_Exercise aim_
Below are several entries. Transcribe exactly those lines that fall from the one with "are not interactive." through the one with "not a mask.", end lines included.

[Data entries]
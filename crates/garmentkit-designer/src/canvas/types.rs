//! Canvas type definitions: SceneObject, ObjectKind, Content, ObjectTransform, Background.

use crate::clip::ClipId;
use crate::print_area::PrintArea;
use image::RgbaImage;
use std::rc::Rc;

/// Straight (non-premultiplied) RGBA color.
pub type Rgba = [u8; 4];

/// Placement of an object. `left`/`top` is the object's center.
#[derive(Debug, Clone, Copy, PartialEq)]
pub struct ObjectTransform {
    pub left: f64,
    pub top: f64,
    pub scale_x: f64,
    pub scale_y: f64,
    /// Rotation in degrees, clockwise.
    pub angle: f64,
}

impl Default for ObjectTransform {
    fn default() -> Self {
        Self {
            left: 0.0,
            top: 0.0,
            scale_x: 1.0,
            scale_y: 1.0,
            angle: 0.0,
        }
    }
}

impl ObjectTransform {
    /// Unscaled, unrotated placement centered at `(left, top)`.
    pub fn at(left: f64, top: f64) -> Self {
        Self {
            left,
            top,
            ..Default::default()
        }
    }
}

/// Text artwork.
#[derive(Debug, Clone, PartialEq)]
pub struct TextObject {
    pub text: String,
    pub font_family: String,
    pub font_size: f64,
    pub fill: Rgba,
}

impl TextObject {
    pub fn new(text: impl Into<String>, font_family: impl Into<String>, font_size: f64) -> Self {
        Self {
            text: text.into(),
            font_family: font_family.into(),
            font_size,
            fill: [0, 0, 0, 255],
        }
    }

    /// Approximate layout box for the text before any glyphs are measured.
    pub fn estimated_size(&self) -> (f64, f64) {
        let lines: Vec<&str> = self.text.lines().collect();
        let longest = lines.iter().map(|l| l.chars().count()).max().unwrap_or(0);
        let line_count = lines.len().max(1);
        (
            longest as f64 * self.font_size * 0.6,
            line_count as f64 * self.font_size * 1.2,
        )
    }
}

/// An image reference plus its decoded pixels once loaded.
#[derive(Debug, Clone)]
pub struct ImageData {
    pub src: String,
    pub pixels: Option<Rc<RgbaImage>>,
}

impl ImageData {
    pub fn new(src: impl Into<String>, pixels: Option<Rc<RgbaImage>>) -> Self {
        Self {
            src: src.into(),
            pixels,
        }
    }

    /// Natural size in pixels, or zero while the pixels are not loaded.
    pub fn dimensions(&self) -> (f64, f64) {
        self.pixels
            .as_ref()
            .map(|p| (p.width() as f64, p.height() as f64))
            .unwrap_or((0.0, 0.0))
    }
}

impl PartialEq for ImageData {
    fn eq(&self, other: &Self) -> bool {
        self.src == other.src
    }
}

/// User artwork.
#[derive(Debug, Clone, PartialEq)]
pub enum Content {
    Text(TextObject),
    Image(ImageData),
}

/// Dashed outline drawn over the print area.
#[derive(Debug, Clone, Copy, PartialEq)]
pub struct ClipBorder {
    pub stroke: Rgba,
    pub stroke_width: f32,
    pub dash: [f32; 2],
}

impl Default for ClipBorder {
    fn default() -> Self {
        Self {
            stroke: [120, 120, 120, 220],
            stroke_width: 2.0,
            dash: [8.0, 6.0],
        }
    }
}

/// What an object is. Only `Content` is design data; masks shape the clip
/// and borders are presentation only.
#[derive(Debug, Clone, PartialEq)]
pub enum ObjectKind {
    Content(Content),
    Mask(ImageData),
    ClipBorder(ClipBorder),
}

/// Discriminant of [`ObjectKind`].
#[derive(Debug, Clone, Copy, PartialEq, Eq)]
pub enum ObjectRole {
    Content,
    Mask,
    ClipBorder,
}

/// An object on the canvas. Stack order is its index in the canvas list.
#[derive(Debug, Clone, PartialEq)]
pub struct SceneObject {
    pub id: u64,
    pub transform: ObjectTransform,
    /// Intrinsic width, before scaling.
    pub width: f64,
    /// Intrinsic height, before scaling.
    pub height: f64,
    pub opacity: f64,
    pub visible: bool,
    pub selectable: bool,
    pub evented: bool,
    pub exclude_from_export: bool,
    pub absolute_positioned: bool,
    /// Clip the object is drawn through. Managed by the clip engine.
    pub clip: Option<ClipId>,
    pub kind: ObjectKind,
}

impl SceneObject {
    fn with_kind(kind: ObjectKind, transform: ObjectTransform, width: f64, height: f64) -> Self {
        Self {
            id: 0,
            transform,
            width,
            height,
            opacity: 1.0,
            visible: true,
            selectable: true,
            evented: true,
            exclude_from_export: false,
            absolute_positioned: false,
            clip: None,
            kind,
        }
    }

    /// Text object centered at `(left, top)`.
    pub fn text(text: TextObject, left: f64, top: f64) -> Self {
        let (width, height) = text.estimated_size();
        Self::with_kind(
            ObjectKind::Content(Content::Text(text)),
            ObjectTransform::at(left, top),
            width,
            height,
        )
    }

    /// Image object centered at `(left, top)`, sized to its pixels.
    pub fn image(image: ImageData, left: f64, top: f64) -> Self {
        let (width, height) = image.dimensions();
        Self::with_kind(
            ObjectKind::Content(Content::Image(image)),
            ObjectTransform::at(left, top),
            width,
            height,
        )
    }

    /// Mask silhouette centered at `(left, top)`. Masks are positioned in
    /// absolute canvas coordinates and are not interactive.
    pub fn mask(image: ImageData, left: f64, top: f64) -> Self {
        let (width, height) = image.dimensions();
        let mut object = Self::with_kind(
            ObjectKind::Mask(image),
            ObjectTransform::at(left, top),
            width,
            height,
        );
        object.absolute_positioned = true;
        object.selectable = false;
        object.evented = false;
        object
    }

    /// Dashed border outlining `area`.
    pub fn clip_border(area: &PrintArea, style: ClipBorder) -> Self {
        let mut object = Self::with_kind(
            ObjectKind::ClipBorder(style),
            ObjectTransform::at(area.left, area.top),
            area.width,
            area.height,
        );
        object.selectable = false;
        object.evented = false;
        object.exclude_from_export = true;
        object.absolute_positioned = true;
        object
    }

    /// How the object takes part in clipping and export.
    pub fn role(&self) -> ObjectRole {
        match self.kind {
            ObjectKind::Content(_) => ObjectRole::Content,
            ObjectKind::Mask(_) => ObjectRole::Mask,
            ObjectKind::ClipBorder(_) => ObjectRole::ClipBorder,
        }
    }

    /// User artwork: text or an image that is not a mask.
    pub fn is_content(&self) -> bool {
        self.role() == ObjectRole::Content
    }

    /// An image confirmed as a clipping mask.
    pub fn is_mask(&self) -> bool {
        self.role() == ObjectRole::Mask
    }

    pub fn is_clip_border(&self) -> bool {
        self.role() == ObjectRole::ClipBorder
    }

    /// Rendered size after scaling.
    pub fn scaled_size(&self) -> (f64, f64) {
        (
            self.width * self.transform.scale_x.abs(),
            self.height * self.transform.scale_y.abs(),
        )
    }
}

/// Canvas background: a garment photo and/or a flat color.
#[derive(Debug, Clone, Default)]
pub struct Background {
    pub url: Option<String>,
    pub image: Option<Rc<RgbaImage>>,
    pub color: Option<Rgba>,
}

impl Background {
    pub fn from_image(url: impl Into<String>, image: Rc<RgbaImage>) -> Self {
        Self {
            url: Some(url.into()),
            image: Some(image),
            color: None,
        }
    }

    pub fn is_empty(&self) -> bool {
        self.image.is_none() && self.color.is_none()
    }
}
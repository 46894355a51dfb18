//! Scene serialization.
//!
//! A [`SceneDocument`] is the engine-internal JSON form of one variant's
//! canvas. It is what the history stacks, the variant store and session
//! snapshots hold. Clip borders are presentation only and are never written;
//! masks are written with `is_mask_image` so mock-print mode survives a
//! round trip.

use crate::assets::AssetCache;
use crate::canvas::{
    Canvas, ClipBorder, Content, ImageData, ObjectKind, Rgba, SceneObject, TextObject,
};
use crate::print_area::PrintArea;
use garmentkit_core::DeserializationError;
use serde::{Deserialize, Serialize};
use std::rc::Rc;

/// Scene format version written by this build.
pub const SCENE_FORMAT_VERSION: u32 = 1;

const TYPE_TEXT: &str = "text";
const TYPE_IMAGE: &str = "image";
const TYPE_RECT: &str = "rect";

fn one() -> f64 {
    1.0
}

fn yes() -> bool {
    true
}

/// Serialized canvas scene.
#[derive(Debug, Clone, PartialEq, Serialize, Deserialize)]
pub struct SceneDocument {
    pub version: u32,
    /// Canvas width at capture time.
    pub width: f64,
    /// Canvas height at capture time.
    pub height: f64,
    /// Objects in stack order, topmost last.
    #[serde(default)]
    pub objects: Vec<ObjectRecord>,
}

/// Serialized object data.
#[derive(Debug, Clone, PartialEq, Serialize, Deserialize)]
pub struct ObjectRecord {
    #[serde(rename = "type")]
    pub object_type: String,
    pub left: f64,
    pub top: f64,
    pub width: f64,
    pub height: f64,
    #[serde(default = "one")]
    pub scale_x: f64,
    #[serde(default = "one")]
    pub scale_y: f64,
    #[serde(default)]
    pub angle: f64,
    #[serde(default = "one")]
    pub opacity: f64,
    #[serde(default = "yes")]
    pub visible: bool,
    #[serde(default, skip_serializing_if = "Option::is_none")]
    pub fill: Option<Rgba>,
    #[serde(default, skip_serializing_if = "Option::is_none")]
    pub text: Option<String>,
    #[serde(default, skip_serializing_if = "Option::is_none")]
    pub font_family: Option<String>,
    #[serde(default, skip_serializing_if = "Option::is_none")]
    pub font_size: Option<f64>,
    #[serde(default, skip_serializing_if = "Option::is_none")]
    pub src: Option<String>,
    #[serde(default)]
    pub is_mask_image: bool,
    #[serde(default)]
    pub is_clip_border: bool,
    #[serde(default)]
    pub absolute_positioned: bool,
}

impl ObjectRecord {
    fn base(object_type: &str, object: &SceneObject) -> Self {
        Self {
            object_type: object_type.to_string(),
            left: object.transform.left,
            top: object.transform.top,
            width: object.width,
            height: object.height,
            scale_x: object.transform.scale_x,
            scale_y: object.transform.scale_y,
            angle: object.transform.angle,
            opacity: object.opacity,
            visible: object.visible,
            fill: None,
            text: None,
            font_family: None,
            font_size: None,
            src: None,
            is_mask_image: false,
            is_clip_border: false,
            absolute_positioned: object.absolute_positioned,
        }
    }

    /// Builds a record from a canvas object. Returns `None` for objects that
    /// are excluded from export.
    pub fn from_object(object: &SceneObject) -> Option<Self> {
        if object.exclude_from_export {
            return None;
        }
        let record = match &object.kind {
            ObjectKind::Content(Content::Text(text)) => Self {
                fill: Some(text.fill),
                text: Some(text.text.clone()),
                font_family: Some(text.font_family.clone()),
                font_size: Some(text.font_size),
                ..Self::base(TYPE_TEXT, object)
            },
            ObjectKind::Content(Content::Image(image)) => Self {
                src: Some(image.src.clone()),
                ..Self::base(TYPE_IMAGE, object)
            },
            ObjectKind::Mask(image) => Self {
                src: Some(image.src.clone()),
                is_mask_image: true,
                ..Self::base(TYPE_IMAGE, object)
            },
            ObjectKind::ClipBorder(style) => Self {
                fill: Some(style.stroke),
                is_clip_border: true,
                ..Self::base(TYPE_RECT, object)
            },
        };
        Some(record)
    }

    /// Whether this record is user artwork rather than a clip artifact.
    pub fn is_content(&self) -> bool {
        !self.is_mask_image
            && !self.is_clip_border
            && (self.object_type == TYPE_TEXT || self.object_type == TYPE_IMAGE)
    }

    fn validate_geometry(&self, index: usize) -> Result<(), DeserializationError> {
        let values = [
            self.left,
            self.top,
            self.width,
            self.height,
            self.scale_x,
            self.scale_y,
            self.angle,
            self.opacity,
        ];
        if values.iter().all(|v| v.is_finite()) && self.width >= 0.0 && self.height >= 0.0 {
            Ok(())
        } else {
            Err(DeserializationError::MalformedRecord {
                index,
                reason: "non-finite or negative geometry".to_string(),
            })
        }
    }

    fn apply_common(&self, object: &mut SceneObject) {
        object.transform.scale_x = self.scale_x;
        object.transform.scale_y = self.scale_y;
        object.transform.angle = self.angle;
        object.width = self.width;
        object.height = self.height;
        object.opacity = self.opacity.clamp(0.0, 1.0);
        object.visible = self.visible;
        object.absolute_positioned = self.absolute_positioned || object.absolute_positioned;
    }
}

impl SceneDocument {
    /// An empty scene for a canvas of the given size.
    pub fn empty(width: f64, height: f64) -> Self {
        Self {
            version: SCENE_FORMAT_VERSION,
            width,
            height,
            objects: Vec::new(),
        }
    }

    /// Parses a document, rejecting versions newer than this build understands.
    pub fn from_json(json: &str) -> Result<Self, DeserializationError> {
        let doc: Self = serde_json::from_str(json)?;
        doc.check_version()?;
        Ok(doc)
    }

    /// Compact JSON form, as stored per variant.
    pub fn to_json(&self) -> String {
        self.fingerprint()
    }

    /// Canonical serialization used for change detection.
    pub fn fingerprint(&self) -> String {
        serde_json::to_string(self).unwrap_or_default()
    }

    /// Reject documents with a format version this build cannot read.
    pub fn check_version(&self) -> Result<(), DeserializationError> {
        if self.version == 0 || self.version > SCENE_FORMAT_VERSION {
            return Err(DeserializationError::UnsupportedVersion {
                found: self.version,
                supported: SCENE_FORMAT_VERSION,
            });
        }
        Ok(())
    }

    /// Number of artwork records, excluding masks and clip borders.
    pub fn content_count(&self) -> usize {
        self.objects.iter().filter(|r| r.is_content()).count()
    }

    pub fn has_content(&self) -> bool {
        self.objects.iter().any(ObjectRecord::is_content)
    }
}

/// A decoded scene that has not been installed on a canvas yet.
#[derive(Debug, Clone)]
pub struct LoadedScene {
    pub objects: Vec<SceneObject>,
    pub width: f64,
    pub height: f64,
}

impl LoadedScene {
    /// Replace the canvas contents with this scene.
    ///
    /// Like loading any document, this drops the canvas background; callers
    /// re-assert it afterwards. Positions are rescaled when the scene was
    /// captured on a canvas of a different size.
    pub fn apply_to(self, canvas: &mut Canvas) {
        let mut objects = self.objects;
        if self.width > 0.0 && self.height > 0.0 {
            let sx = canvas.width() / self.width;
            let sy = canvas.height() / self.height;
            if (sx - 1.0).abs() > 1e-9 || (sy - 1.0).abs() > 1e-9 {
                let uniform = sx.min(sy);
                for object in &mut objects {
                    object.transform.left *= sx;
                    object.transform.top *= sy;
                    object.transform.scale_x *= uniform;
                    object.transform.scale_y *= uniform;
                }
            }
        }
        canvas.install(objects);
    }
}

/// Converts between live canvases and [`SceneDocument`]s.
pub struct SceneCodec {
    assets: Rc<AssetCache>,
}

impl SceneCodec {
    pub fn new(assets: Rc<AssetCache>) -> Self {
        Self { assets }
    }

    /// Capture the canvas. Objects excluded from export are skipped.
    pub fn serialize(canvas: &Canvas) -> SceneDocument {
        SceneDocument {
            version: SCENE_FORMAT_VERSION,
            width: canvas.width(),
            height: canvas.height(),
            objects: canvas
                .objects()
                .iter()
                .filter_map(ObjectRecord::from_object)
                .collect(),
        }
    }

    /// Decode a document into detached objects, loading referenced images.
    ///
    /// Nothing is applied on failure: either every record decodes and every
    /// image loads, or an error is returned and the caller keeps its canvas.
    pub async fn deserialize(
        &self,
        doc: &SceneDocument,
    ) -> Result<LoadedScene, DeserializationError> {
        doc.check_version()?;

        let mut objects = Vec::with_capacity(doc.objects.len());
        for (index, record) in doc.objects.iter().enumerate() {
            record.validate_geometry(index)?;
            let mut object = match record.object_type.as_str() {
                TYPE_TEXT => {
                    let text = record.text.clone().ok_or_else(|| {
                        DeserializationError::MalformedRecord {
                            index,
                            reason: "text object without text".to_string(),
                        }
                    })?;
                    let mut body = TextObject::new(
                        text,
                        record.font_family.clone().unwrap_or_default(),
                        record.font_size.unwrap_or(24.0),
                    );
                    if let Some(fill) = record.fill {
                        body.fill = fill;
                    }
                    SceneObject::text(body, record.left, record.top)
                }
                TYPE_IMAGE => {
                    let src = record.src.clone().ok_or_else(|| {
                        DeserializationError::MalformedRecord {
                            index,
                            reason: "image object without src".to_string(),
                        }
                    })?;
                    let pixels = self.assets.image(&src).await.map_err(|e| {
                        DeserializationError::AssetUnavailable {
                            src: src.clone(),
                            reason: e.to_string(),
                        }
                    })?;
                    let data = ImageData::new(src, Some(pixels));
                    if record.is_mask_image {
                        SceneObject::mask(data, record.left, record.top)
                    } else {
                        SceneObject::image(data, record.left, record.top)
                    }
                }
                TYPE_RECT if record.is_clip_border => {
                    let style = ClipBorder {
                        stroke: record.fill.unwrap_or(ClipBorder::default().stroke),
                        ..ClipBorder::default()
                    };
                    let area = PrintArea {
                        left: record.left,
                        top: record.top,
                        width: record.width,
                        height: record.height,
                    };
                    SceneObject::clip_border(&area, style)
                }
                other => {
                    return Err(DeserializationError::UnknownObjectType {
                        index,
                        object_type: other.to_string(),
                    })
                }
            };
            record.apply_common(&mut object);
            objects.push(object);
        }

        Ok(LoadedScene {
            objects,
            width: doc.width,
            height: doc.height,
        })
    }

    /// Decode and install in one step. The canvas is untouched on failure.
    pub async fn load_into(
        &self,
        canvas: &mut Canvas,
        doc: &SceneDocument,
    ) -> Result<(), DeserializationError> {
        let scene = self.deserialize(doc).await?;
        scene.apply_to(canvas);
        Ok(())
    }
}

_Your response_
    /// absolute canvas coordinates and are not interactive.
    pub fn mask(image: ImageData, left: f64, top: f64) -> Self {
        let (width, height) = image.dimensions();
        let mut object = Self::with_kind(
            ObjectKind::Mask(image),
            ObjectTransform::at(left, top),
            width,
            height,
        );
        object.absolute_positioned = true;
        object.selectable = false;
        object.evented = false;
        object
    }

    /// Dashed border outlining `area`.
    pub fn clip_border(area: &PrintArea, style: ClipBorder) -> Self {
        let mut object = Self::with_kind(
            ObjectKind::ClipBorder(style),
            ObjectTransform::at(area.left, area.top),
            area.width,
            area.height,
        );
        object.selectable = false;
        object.evented = false;
        object.exclude_from_export = true;
        object.absolute_positioned = true;
        object
    }

    /// How the object takes part in clipping and export.
    pub fn role(&self) -> ObjectRole {
        match self.kind {
            ObjectKind::Content(_) => ObjectRole::Content,
            ObjectKind::Mask(_) => ObjectRole::Mask,
            ObjectKind::ClipBorder(_) => ObjectRole::ClipBorder,
        }
    }

    /// User artwork: text or an image that is not a mask.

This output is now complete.